# Another huge rat rescue



## Nim (Jan 4, 2009)

I know it may seem like it over the last week or so, but I really don't generally make a habbit of being involved in MASSIVE rat rescues. I think perhaps there's something in the air at the moment. We kind of knew this one was going to happen before I helped Lyn (Raunds Rat Rescue) with her rescue though.

This one has history, so to some of you it may sound a little familiar. In February myself and Mike and Manda from MnM Rescue were asked by a man in Tipton (who we shall call Simon) to take all of his rats away. He told us that there were 60+ rats, so we arranged for many rescues around the country to help us with spaces. When we got to the mans house he surrendered 37. We entered his house (it's one of those houses where the front door goes straight into the living room); on the living room table were three 15" hamster cages with rats in them. One cage had 3 adult females. One cage had 16 adult males. So math tells me that the other cage had 18 rats in it; they ranged in age from approximately 10 days to fully grown adults. All the adult females in this cage were pregnant, and oddly enough there was no mother for the ten day old babies. 'Simon' wouldn't let us through to the rest of the house. We came away convinced that he had many many more rats, and feeling .. well .. basically .. used!

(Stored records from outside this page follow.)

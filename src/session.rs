//! Drag session: the original features, where each one was dropped, and the body they sit on.
//!
//! Placements are never cached. Every call to [`DragSession::placed`] rebuilds
//! the moved geometry from the untouched originals and the current targets.

use std::collections::BTreeMap;

use thiserror::Error;
use tracing::debug;
use truesize_config::BodyConfig;
use truesize_core::LonLat;
use truesize_export::summary;
use truesize_geometry::CountryFeature;
use truesize_sphere::{angular_distance, mercator_scale};

/// Errors surfaced by session lookups.
#[derive(Debug, Error, PartialEq)]
pub enum SessionError {
    #[error("feature '{0}' not found")]
    UnknownFeature(String),
}

/// A feature moved to its drop target.
#[derive(Debug, Clone)]
pub struct Placement {
    pub feature: CountryFeature,
    pub origin: LonLat,
    pub target: LonLat,
    /// Great-circle distance dragged, in radians.
    pub distance_rad: f64,
    /// Apparent size change on a Mercator map; may be huge or infinite near the poles.
    pub mercator_scale: f64,
    /// Linear scale applied for the target body, if any.
    pub body_factor: Option<f64>,
}

impl Placement {
    /// CSV row for this placement.
    pub fn summary_record<'a>(&'a self, body: Option<&'a str>) -> summary::Record<'a> {
        summary::Record {
            id: &self.feature.id,
            name: self.feature.name.as_deref().unwrap_or(""),
            origin_lon: self.origin.lon,
            origin_lat: self.origin.lat,
            target_lon: self.target.lon,
            target_lat: self.target.lat,
            distance_deg: self.distance_rad.to_degrees(),
            mercator_scale: self.mercator_scale,
            body: body.unwrap_or("Earth"),
            body_factor: self.body_factor.unwrap_or(1.0),
        }
    }
}

/// Interactive state for dragging features around.
#[derive(Debug, Clone, Default)]
pub struct DragSession {
    features: Vec<CountryFeature>,
    targets: BTreeMap<String, LonLat>,
    body: Option<BodyConfig>,
}

impl DragSession {
    pub fn new(features: Vec<CountryFeature>) -> Self {
        Self {
            features,
            targets: BTreeMap::new(),
            body: None,
        }
    }

    /// Original, untransformed features.
    pub fn features(&self) -> &[CountryFeature] {
        &self.features
    }

    pub fn feature(&self, id: &str) -> Option<&CountryFeature> {
        self.features.iter().find(|f| f.id == id)
    }

    /// Drop target of a feature, if it has been dragged.
    pub fn target(&self, id: &str) -> Option<LonLat> {
        self.targets.get(id).copied()
    }

    /// Record that feature `id` was dropped at `target`.
    pub fn drag(&mut self, id: &str, target: LonLat) -> Result<(), SessionError> {
        let feature = self
            .feature(id)
            .ok_or_else(|| SessionError::UnknownFeature(id.to_string()))?;
        debug!(feature = %feature.id, %target, "drag");
        self.targets.insert(id.to_string(), target);
        Ok(())
    }

    /// Return feature `id` to its original position.
    pub fn reset(&mut self, id: &str) -> Result<(), SessionError> {
        if self.feature(id).is_none() {
            return Err(SessionError::UnknownFeature(id.to_string()));
        }
        self.targets.remove(id);
        Ok(())
    }

    /// Forget every drop target.
    pub fn clear(&mut self) {
        self.targets.clear();
    }

    /// Body that dragged features are shown on; `None` means Earth.
    pub fn body(&self) -> Option<&BodyConfig> {
        self.body.as_ref()
    }

    pub fn set_body(&mut self, body: Option<BodyConfig>) {
        debug!(body = body.as_ref().map(|b| b.name.as_str()), "target body changed");
        self.body = body;
    }

    /// Placement of a single dragged feature.
    ///
    /// A feature that has not been dragged is placed at its own centroid.
    pub fn place(&self, id: &str) -> Result<Placement, SessionError> {
        let feature = self
            .feature(id)
            .ok_or_else(|| SessionError::UnknownFeature(id.to_string()))?;
        let target = self.target(id).unwrap_or(feature.centroid);
        Ok(self.place_feature(feature, target))
    }

    /// Placements of every dragged feature, in catalog order.
    pub fn placed(&self) -> Vec<Placement> {
        self.features
            .iter()
            .filter_map(|feature| {
                let target = self.targets.get(&feature.id)?;
                Some(self.place_feature(feature, *target))
            })
            .collect()
    }

    fn place_feature(&self, feature: &CountryFeature, target: LonLat) -> Placement {
        let origin = feature.centroid;
        let body_factor = self.body.as_ref().map(BodyConfig::scale_factor);
        let moved = match body_factor {
            Some(factor) => feature.relocated_on_body(target, factor),
            None => feature.relocated(target),
        };
        Placement {
            feature: moved,
            origin,
            target,
            distance_rad: angular_distance(origin, target),
            mercator_scale: mercator_scale(origin.lat, target.lat),
            body_factor,
        }
    }
}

It was wierd. The baby rats were easy to handle. The adolescent rats were mostly ok, but a bit skittish. The adult rats were absolutely impossible. I cannot be certain, but my theory is that he was breeding them because he liked the babies; once they got bigger he got bored of them, leading to the adults being terrified. I brought some back here before they were transported to other rescues. Three of them became drastically ill extremely quickly. All three died, under the care of three of my vets. The conclusion drawn was that they were so inbred that their immune systems were severely impaired; upon moving into a new environment they encountered new pathogens which a healthy rat wouldn't have had any problem with, and it basically killed them  One further boy came down ill in the same manner, but Emma from Rodent Rescue (Polegate) succeeded in bringing him through the illness :thumbsup:

Soooooo, we were not overly surprised when 'Simon' phoned Mike a few weeks ago, saying that he needed him to take away some rats again. He said that he had collected them for him for the rescue. Having seen the conditions the previous lot were in, and suspecting that there were more in worse conditions, I called the RSPCA. I was somewhat surprised to have a call back from an RSPCA officer / inspector (I get the two confused) on his way to the property a few days later. He just wanted to clarify a few points. I heard no more. 'Simon' was asking Mike to go in and get the rats, presuming that the RSPCA had decided it wasn't too bad, a date and time was agreed upon. Just in case it made a difference I called the RSPCA again (and got some useless jobsworth on the phone this time), to see if they did have a preference as to what happened. She was beyond unhelpful. Yet, the inspector / officer did indeed contact Mike, and agreed to come with us today.

Sooooo .. TODAY ...

We arrived at 'Simon''s house. And, once again, he had a selection of small cages in the living room ready for us to take away. He had told Mike proudly that he'd got some larger cages this time. Well .. this is true .. they were larger .. by about two or three inches in each direction; still waaay inadequate! I can't remember what was in all of the cages, but there was a particular one with a green base that had does of a variety of ages in it. The base of the cage was approx three inches deep, all three inches were filled with ... ummmm ... pooh??? Shredded newspaper, what appeared to have once been fabric, a lot of pooh, rich tea biscuits, and goodness knows what else. After half an hour of sitting in the property, this stuff started to move, and a baby rat (about ten days old) emerged from underneath.

It all took a while. The RSPCA inspector / officer wanted to count how many rats there were. He counted the ones in the living room, and then asked if he could see the ones in the rest of the house. He knew there were more as he'd already been there. He was also buying time, as he wanted his superior to arrive before anyone actually did anything.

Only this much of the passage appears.